Latinismo da
profanus (DELI 2 s.v.
profano). Un'att. coeva del termine (ma con probabile valore agg.) si rileva in
Cavalca, Ep. Eustochia, Cap. 7, p. 396.21: «né nel santuario di Dio ciascuno profano, e rio uomo possa leggiermente vedere» (cfr.
Corpus DiVo e
DiVo DB per la datazione ante 1308). La maggior parte dei commentatori antichi riporta concordemente il signif. letterario ed etimologico del vocabolo, da
procul a fano, presente nei lessici medievali (cfr. Cecchini,
Uguccione, F 48, 6; Isidoro,
Etimol., X.224), per es.:
Ottimo: «Viene a ddire scumunicati, o vero contro alla Chiesa, però che fano [sè] il tempio»;
Giovanni Boccaccio: «"Profano" propiamente si chiama quello luogo il quale alcuna volta fu sacro, poi è ridotto all'uso comune d'ogni uomo»;
Francesco da Buti, invece, chiosa con «miseri stolti». Un'interpretazione più orientata verso il signif. di 'misero' è proposta da Barbi,
Problemi, I, p. 265. Come annotano i commentatori più recenti, in Dante il vocabolo si specifica a indicare l'empio goloso, prob. sulla scorta di Ov.,
Met. VIII, 840 (in rif. alla insaziabilità di Erisìttone) e di una lettera tradizionalmente attribuita a san Paolo (
Hbr. 12,16) con rif. a Esaù. Anche la trad. esegetica della lettera paolina riporta una specificazione di
profanus come
gulosus, per es. Pietro Lombardo,
Collectanea, col. 505C: «Profanus dicitur, quia gastrimargus, id est ventris servus exstitit et gulosus». Per la stessa interpretazione in Tommaso D’Aquino e per le corrispondenze bibliche cfr.
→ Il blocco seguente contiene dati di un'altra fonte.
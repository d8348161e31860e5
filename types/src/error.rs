//! Errors for the shared types.

use thiserror::Error;

#[derive(Debug, Error)]
pub enum SplitpayError {
    #[error("invalid address: {0}")]
    InvalidAddress(String),

    #[error("invalid ledger parameters: {0}")]
    InvalidParams(String),
}
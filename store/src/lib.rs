//! Abstract persistence traits for the splitpay ledger.
//!
//! Storage backends implement these traits; the ledger depends only on them
//! and serializes its own types into opaque bytes.

pub mod error;
pub mod ledger;

pub use error::StoreError;
pub use ledger::LedgerStore;
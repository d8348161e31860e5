//! The ledger service: every entry point, query, and the variant dispatch.
//!
//! Each mutating operation runs `Validating → Computing → Effecting`.
//! Validation and computation produce a [`Settlement`] without touching state;
//! Effecting pulls custody, applies journaled internal writes, emits events,
//! and only then calls out to recipients. A failed outbound transfer rolls the
//! journal back, so callers observe either the whole operation or none of it.
//!
//! State lives behind a `RefCell` because recipients may call back into the
//! ledger while a payout is in flight. No borrow is ever held across a host
//! call.

use std::cell::{Ref, RefCell};

use serde::{Deserialize, Serialize};
use splitpay_types::{Address, Amount, Asset, LedgerParams, Variant, MAX_PAYEES};

use crate::distribution;
use crate::error::LedgerError;
use crate::event::LedgerEvent;
use crate::fees::FeeBook;
use crate::guard::{GuardScope, ReentrancyGuard};
use crate::host::AssetHost;
use crate::journal::Journal;
use crate::request::DistributionRequest;
use crate::settlement::{DistributionKind, Routing, Settlement};
use crate::state::LedgerState;

/// Outcome of a committed distribution.
#[derive(Clone, Debug, PartialEq, Eq, Serialize, Deserialize)]
pub struct Receipt {
    pub settlement: Settlement,
    /// Events emitted by this operation, in payee-list order.
    pub events: Vec<LedgerEvent>,
}

/// What a distribution would cost, computed without side effects.
#[derive(Clone, Copy, Debug, PartialEq, Eq, Serialize, Deserialize)]
pub struct Quote {
    pub total: Amount,
    pub fee: Amount,
    /// Native value to attach (native asset) or token balance to hold.
    pub required: Amount,
}

/// A payment-distribution ledger of one fixed [`Variant`].
pub struct Ledger {
    pub(crate) owner: Address,
    pub(crate) params: LedgerParams,
    pub(crate) state: RefCell<LedgerState>,
    guard: ReentrancyGuard,
}

impl Ledger {
    /// Create an empty ledger owned by `owner`.
    ///
    /// Variants without a fee layer always start at a zero rate.
    pub fn new(owner: Address, params: LedgerParams) -> Result<Self, LedgerError> {
        params.validate()?;
        let initial_rate = if params.variant.has_fees() {
            params.initial_fee_bps
        } else {
            0
        };
        let fees = FeeBook::new(initial_rate)?;
        Ok(Self::from_parts(owner, params, LedgerState::new(fees)))
    }

    pub(crate) fn from_parts(owner: Address, params: LedgerParams, state: LedgerState) -> Self {
        Self {
            owner,
            params,
            state: RefCell::new(state),
            guard: ReentrancyGuard::new(),
        }
    }

    pub fn variant(&self) -> Variant {
        self.params.variant
    }

    pub fn owner(&self) -> Address {
        self.owner
    }

    pub fn params(&self) -> &LedgerParams {
        &self.params
    }

    // ── Distribution entry points ───────────────────────────────────────

    /// Direct distribution: fee-free for `Plain`/`Escrow`, fee-bearing for
    /// `Fee`/`EscrowFee`.
    pub fn pay(
        &self,
        request: &DistributionRequest,
        host: &dyn AssetHost,
    ) -> Result<Receipt, LedgerError> {
        let kind = if self.variant().has_fees() {
            DistributionKind::Fee
        } else {
            DistributionKind::Plain
        };
        self.distribute("pay", kind, request, host)
    }

    /// Escrow distribution: credits balances instead of transferring.
    /// Fee-bearing in the `EscrowFee` variant.
    pub fn distribute_to_escrow(
        &self,
        request: &DistributionRequest,
        host: &dyn AssetHost,
    ) -> Result<Receipt, LedgerError> {
        let kind = match self.variant() {
            Variant::Escrow => DistributionKind::Escrow,
            Variant::EscrowFee => DistributionKind::EscrowFee,
            _ => return Err(self.unsupported("distribute_to_escrow")),
        };
        self.distribute("distribute_to_escrow", kind, request, host)
    }

    fn distribute(
        &self,
        operation: &'static str,
        kind: DistributionKind,
        request: &DistributionRequest,
        host: &dyn AssetHost,
    ) -> Result<Receipt, LedgerError> {
        let _scope = self.enter(operation)?;

        // Validating + Computing
        let validated = request.validate(MAX_PAYEES)?;
        let settlement = kind.plan(&validated, &self.state.borrow())?;
        settlement.check_funding(request.attached_value, host)?;
        tracing::debug!(
            operation,
            caller = %settlement.caller,
            asset = %settlement.asset,
            payees = settlement.payouts.len(),
            total = settlement.total,
            fee = settlement.fee,
            "distribution validated"
        );

        // Effecting
        if settlement.custody_pull > 0 {
            host.pull(&settlement.asset, &settlement.caller, settlement.custody_pull)?;
        }
        let journal = self.state.borrow_mut().apply(&settlement)?;
        let mark = journal.event_mark();
        if settlement.routing == Routing::Direct {
            if let Err(err) = distribution::execute_payouts(&settlement, host) {
                tracing::warn!(operation, error = %err, "payout failed, rolling back");
                self.state.borrow_mut().rollback(journal);
                return Err(err);
            }
        }
        journal.commit();

        let events = self.state.borrow().events.since(mark).to_vec();
        tracing::info!(
            operation,
            asset = %settlement.asset,
            payees = settlement.payouts.len(),
            total = settlement.total,
            fee = settlement.fee,
            "distribution committed"
        );
        Ok(Receipt { settlement, events })
    }

    /// Pay out the caller's whole escrow balance in `asset`.
    ///
    /// An empty balance is a successful zero-amount withdrawal.
    pub fn withdraw(
        &self,
        caller: &Address,
        asset: Asset,
        host: &dyn AssetHost,
    ) -> Result<Amount, LedgerError> {
        if !self.variant().has_escrow() {
            return Err(self.unsupported("withdraw"));
        }
        let _scope = self.enter("withdraw")?;
        let amount = self.pay_out("withdraw", *caller, asset, host, |state, journal| {
            state.take_balance(journal, asset, *caller)
        })?;
        tracing::info!(payee = %caller, asset = %asset, amount, "escrow withdrawn");
        Ok(amount)
    }

    /// Owner only: pay out the whole fee pool for `asset` to the owner.
    pub fn withdraw_fees(
        &self,
        caller: &Address,
        asset: Asset,
        host: &dyn AssetHost,
    ) -> Result<Amount, LedgerError> {
        if !self.variant().has_fees() {
            return Err(self.unsupported("withdraw_fees"));
        }
        let _scope = self.enter("withdraw_fees")?;
        self.require_owner(caller, "withdraw_fees")?;
        let owner = self.owner;
        let amount = self.pay_out("withdraw_fees", owner, asset, host, |state, journal| {
            state.drain_fees(journal, asset)
        })?;
        tracing::info!(owner = %owner, asset = %asset, amount, "fees withdrawn");
        Ok(amount)
    }

    /// Zero an entry via `take`, emit the withdrawal, then transfer.
    fn pay_out(
        &self,
        operation: &'static str,
        recipient: Address,
        asset: Asset,
        host: &dyn AssetHost,
        take: impl FnOnce(&mut LedgerState, &mut Journal) -> Amount,
    ) -> Result<Amount, LedgerError> {
        let (journal, amount) = {
            let mut state = self.state.borrow_mut();
            let mut journal = state.begin();
            let amount = take(&mut *state, &mut journal);
            state.events.emit(LedgerEvent::Withdrawal {
                asset,
                payee: recipient,
                amount,
            });
            (journal, amount)
        };
        if amount > 0 {
            if let Err(err) = host.push(&asset, &recipient, amount) {
                tracing::warn!(operation, error = %err, "withdrawal transfer failed, rolling back");
                self.state.borrow_mut().rollback(journal);
                return Err(err.into());
            }
        }
        journal.commit();
        Ok(amount)
    }

    // ── Owner administration ────────────────────────────────────────────

    /// Owner only: set the fee rate in basis points. Rates above the cap fail
    /// with [`LedgerError::InvalidFee`] and leave the prior rate in place.
    ///
    /// Fails with [`LedgerError::Reentrant`] while a transferring operation is
    /// in flight.
    pub fn set_fee(&self, caller: &Address, rate_bps: u16) -> Result<(), LedgerError> {
        if !self.variant().has_fees() {
            return Err(self.unsupported("set_fee"));
        }
        let _scope = self.enter("set_fee")?;
        self.require_owner(caller, "set_fee")?;
        self.state.borrow_mut().fees.set_rate(rate_bps)?;
        tracing::info!(rate_bps, "fee rate updated");
        Ok(())
    }

    /// Owner only: flag or unflag a fee-exempt caller. Guarded like
    /// [`Ledger::set_fee`].
    pub fn set_premium_user(
        &self,
        caller: &Address,
        user: Address,
        flag: bool,
    ) -> Result<(), LedgerError> {
        if !self.variant().has_fees() {
            return Err(self.unsupported("set_premium_user"));
        }
        let _scope = self.enter("set_premium_user")?;
        self.require_owner(caller, "set_premium_user")?;
        self.state.borrow_mut().fees.set_premium(user, flag);
        tracing::info!(user = %user, flag, "premium flag updated");
        Ok(())
    }

    // ── Queries ─────────────────────────────────────────────────────────

    /// Current fee rate in basis points.
    pub fn fee(&self) -> u16 {
        self.state.borrow().fees.rate()
    }

    /// The fee a caller would pay on `total` at the current rate.
    pub fn calculate_fee(&self, caller: &Address, total: Amount) -> Amount {
        if !self.variant().has_fees() {
            return 0;
        }
        self.state.borrow().fees.calculate_fee(caller, total)
    }

    pub fn balance_of(&self, asset: &Asset, payee: &Address) -> Amount {
        self.state.borrow().escrow.balance_of(asset, payee)
    }

    pub fn accumulated_fees(&self, asset: &Asset) -> Amount {
        self.state.borrow().fees.pool(asset)
    }

    pub fn is_premium_user(&self, addr: &Address) -> bool {
        self.state.borrow().fees.is_premium(addr)
    }

    pub fn version(&self) -> &'static str {
        self.variant().version()
    }

    /// Every committed event, oldest first.
    pub fn events(&self) -> Vec<LedgerEvent> {
        self.state.borrow().events.all().to_vec()
    }

    /// Whether a guarded operation is in flight.
    pub fn is_locked(&self) -> bool {
        self.guard.is_locked()
    }

    /// Price a request without running it. Fee-bearing variants include the
    /// caller's fee.
    pub fn quote(&self, request: &DistributionRequest) -> Result<Quote, LedgerError> {
        let validated = request.validate(MAX_PAYEES)?;
        let fee = self.calculate_fee(&request.caller, validated.total);
        let required = validated
            .total
            .checked_add(fee)
            .ok_or(LedgerError::Overflow)?;
        Ok(Quote {
            total: validated.total,
            fee,
            required,
        })
    }

    pub(crate) fn state(&self) -> Ref<'_, LedgerState> {
        self.state.borrow()
    }

    // ── Helpers ─────────────────────────────────────────────────────────

    fn enter(&self, operation: &'static str) -> Result<GuardScope<'_>, LedgerError> {
        self.guard.enter().map_err(|err| {
            tracing::warn!(operation, "reentrant call rejected");
            err
        })
    }

    fn require_owner(&self, caller: &Address, operation: &'static str) -> Result<(), LedgerError> {
        if *caller != self.owner {
            tracing::warn!(operation, caller = %caller, "unauthorized owner call");
            return Err(LedgerError::Unauthorized(*caller));
        }
        Ok(())
    }

    fn unsupported(&self, operation: &'static str) -> LedgerError {
        LedgerError::Unsupported {
            operation,
            variant: self.variant(),
        }
    }
}
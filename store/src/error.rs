use thiserror::Error;

#[derive(Debug, Error)]
pub enum StoreError {
    #[error("key not found: {0}")]
    NotFound(String),

    #[error("storage backend error: {0}")]
    Backend(String),

    #[error("serialization error: {0}")]
    Serialization(String),

    #[error("database is corrupted: {0}")]
    Corruption(String),
}
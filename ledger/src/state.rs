//! Mutable ledger state and its journaled write paths.

use splitpay_types::{Address, Amount, Asset};

use crate::error::LedgerError;
use crate::escrow::EscrowBook;
use crate::event::{EventLog, LedgerEvent};
use crate::fees::FeeBook;
use crate::journal::{Journal, Undo};
use crate::settlement::{Routing, Settlement};

/// Everything the ledger mutates: escrow balances, the fee layer, the log.
#[derive(Clone, Debug)]
pub struct LedgerState {
    pub escrow: EscrowBook,
    pub fees: FeeBook,
    pub events: EventLog,
}

impl LedgerState {
    pub fn new(fees: FeeBook) -> Self {
        Self {
            escrow: EscrowBook::new(),
            fees,
            events: EventLog::new(),
        }
    }

    /// Open a journal for one operation.
    pub fn begin(&self) -> Journal {
        Journal::new(self.events.mark())
    }

    pub fn credit_balance(
        &mut self,
        journal: &mut Journal,
        asset: Asset,
        payee: Address,
        amount: Amount,
    ) -> Result<(), LedgerError> {
        let previous = self.escrow.credit(asset, payee, amount)?;
        journal.record(Undo::Balance {
            asset,
            payee,
            previous,
        });
        Ok(())
    }

    /// Zero a balance entry, returning what it held.
    pub fn take_balance(&mut self, journal: &mut Journal, asset: Asset, payee: Address) -> Amount {
        let previous = self.escrow.take(&asset, &payee);
        journal.record(Undo::Balance {
            asset,
            payee,
            previous,
        });
        previous
    }

    pub fn accrue_fee(
        &mut self,
        journal: &mut Journal,
        asset: Asset,
        fee: Amount,
    ) -> Result<(), LedgerError> {
        let previous = self.fees.accrue(asset, fee)?;
        journal.record(Undo::FeePool { asset, previous });
        Ok(())
    }

    /// Zero a fee pool, returning what it held.
    pub fn drain_fees(&mut self, journal: &mut Journal, asset: Asset) -> Amount {
        let previous = self.fees.drain(&asset);
        journal.record(Undo::FeePool { asset, previous });
        previous
    }

    /// Apply the internal effects of a settlement: escrow credits, fee
    /// accrual, and one `Payment` event per payout in input order.
    ///
    /// On failure nothing is left applied.
    pub fn apply(&mut self, settlement: &Settlement) -> Result<Journal, LedgerError> {
        let mut journal = self.begin();
        if let Err(err) = self.apply_into(&mut journal, settlement) {
            self.rollback(journal);
            return Err(err);
        }
        Ok(journal)
    }

    fn apply_into(&mut self, journal: &mut Journal, settlement: &Settlement) -> Result<(), LedgerError> {
        if settlement.routing == Routing::Escrow {
            for payout in &settlement.payouts {
                self.credit_balance(journal, settlement.asset, payout.payee, payout.amount)?;
            }
        }
        if settlement.fee > 0 {
            self.accrue_fee(journal, settlement.asset, settlement.fee)?;
        }
        for payout in &settlement.payouts {
            self.events.emit(LedgerEvent::Payment {
                asset: settlement.asset,
                payee: payout.payee,
                amount: payout.amount,
            });
        }
        Ok(())
    }

    /// Restore every value the journal replaced and drop its events.
    pub fn rollback(&mut self, journal: Journal) {
        let mark = journal.event_mark();
        for undo in journal.into_undo() {
            match undo {
                Undo::Balance {
                    asset,
                    payee,
                    previous,
                } => self.escrow.set(asset, payee, previous),
                Undo::FeePool { asset, previous } => self.fees.set_pool(asset, previous),
            }
        }
        self.events.truncate(mark);
    }
}
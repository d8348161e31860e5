//! Fee accrual: rate, premium exemptions, and per-asset fee pools.

use std::collections::{HashMap, HashSet};

use splitpay_types::{apply_bps, Address, Amount, Asset, MAX_FEE_BPS};

use crate::error::LedgerError;
use crate::request::ValidatedRequest;
use crate::settlement::{Routing, Settlement};

/// The fee layer's state.
///
/// The rate never exceeds [`MAX_FEE_BPS`]. Every mutation re-checks the bound.
#[derive(Clone, Debug)]
pub struct FeeBook {
    rate_bps: u16,
    premium: HashSet<Address>,
    pools: HashMap<Asset, Amount>,
}

impl FeeBook {
    pub fn new(initial_rate_bps: u16) -> Result<Self, LedgerError> {
        let mut book = Self {
            rate_bps: 0,
            premium: HashSet::new(),
            pools: HashMap::new(),
        };
        book.set_rate(initial_rate_bps)?;
        Ok(book)
    }

    pub fn rate(&self) -> u16 {
        self.rate_bps
    }

    /// Store a new rate. The prior rate is kept on failure.
    pub fn set_rate(&mut self, rate_bps: u16) -> Result<(), LedgerError> {
        if rate_bps > MAX_FEE_BPS {
            return Err(LedgerError::InvalidFee(rate_bps));
        }
        self.rate_bps = rate_bps;
        Ok(())
    }

    pub fn set_premium(&mut self, addr: Address, flag: bool) {
        if flag {
            self.premium.insert(addr);
        } else {
            self.premium.remove(&addr);
        }
    }

    pub fn is_premium(&self, addr: &Address) -> bool {
        self.premium.contains(addr)
    }

    pub fn premium_users(&self) -> impl Iterator<Item = &Address> + '_ {
        self.premium.iter()
    }

    /// `0` for premium callers, otherwise `floor(total * rate / 10_000)`.
    pub fn calculate_fee(&self, caller: &Address, total: Amount) -> Amount {
        if self.is_premium(caller) {
            return 0;
        }
        apply_bps(total, self.rate_bps)
    }

    pub fn pool(&self, asset: &Asset) -> Amount {
        self.pools.get(asset).copied().unwrap_or(0)
    }

    /// Overwrite one pool. Zero removes it.
    pub fn set_pool(&mut self, asset: Asset, amount: Amount) {
        if amount == 0 {
            self.pools.remove(&asset);
        } else {
            self.pools.insert(asset, amount);
        }
    }

    /// Add a fee to a pool, returning the previous pool value.
    pub fn accrue(&mut self, asset: Asset, fee: Amount) -> Result<Amount, LedgerError> {
        let previous = self.pool(&asset);
        let next = previous.checked_add(fee).ok_or(LedgerError::Overflow)?;
        self.set_pool(asset, next);
        Ok(previous)
    }

    pub fn check_accrual(&self, asset: &Asset, fee: Amount) -> Result<(), LedgerError> {
        self.pool(asset)
            .checked_add(fee)
            .map(|_| ())
            .ok_or(LedgerError::Overflow)
    }

    /// Zero one pool, returning what it held.
    pub fn drain(&mut self, asset: &Asset) -> Amount {
        self.pools.remove(asset).unwrap_or(0)
    }

    pub fn pools(&self) -> impl Iterator<Item = (&Asset, Amount)> + '_ {
        self.pools.iter().map(|(asset, amount)| (asset, *amount))
    }
}

/// Plan a fee-bearing direct distribution.
///
/// The fee is paid on top of the distributed total.
pub fn plan(validated: &ValidatedRequest<'_>, book: &FeeBook) -> Result<Settlement, LedgerError> {
    let request = validated.request;
    let fee = book.calculate_fee(&request.caller, validated.total);
    book.check_accrual(&request.asset, fee)?;
    Settlement::build(validated, Routing::Direct, fee)
}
Peirone,
Parole, pp. 49-51. La dittologia «miseri e profani» è ripresa da
Boccaccio, Teseida, 2, 71.3 (e al sing. in
Amorosa Visione, 24.34) e dal rimatore napoletano
Landulfo di Lamberto, 195, p. 216.
Autore: Veronica Ricotta.
Data redazione: 23.12.2016.
Data ultima revisione: 07.05.2018.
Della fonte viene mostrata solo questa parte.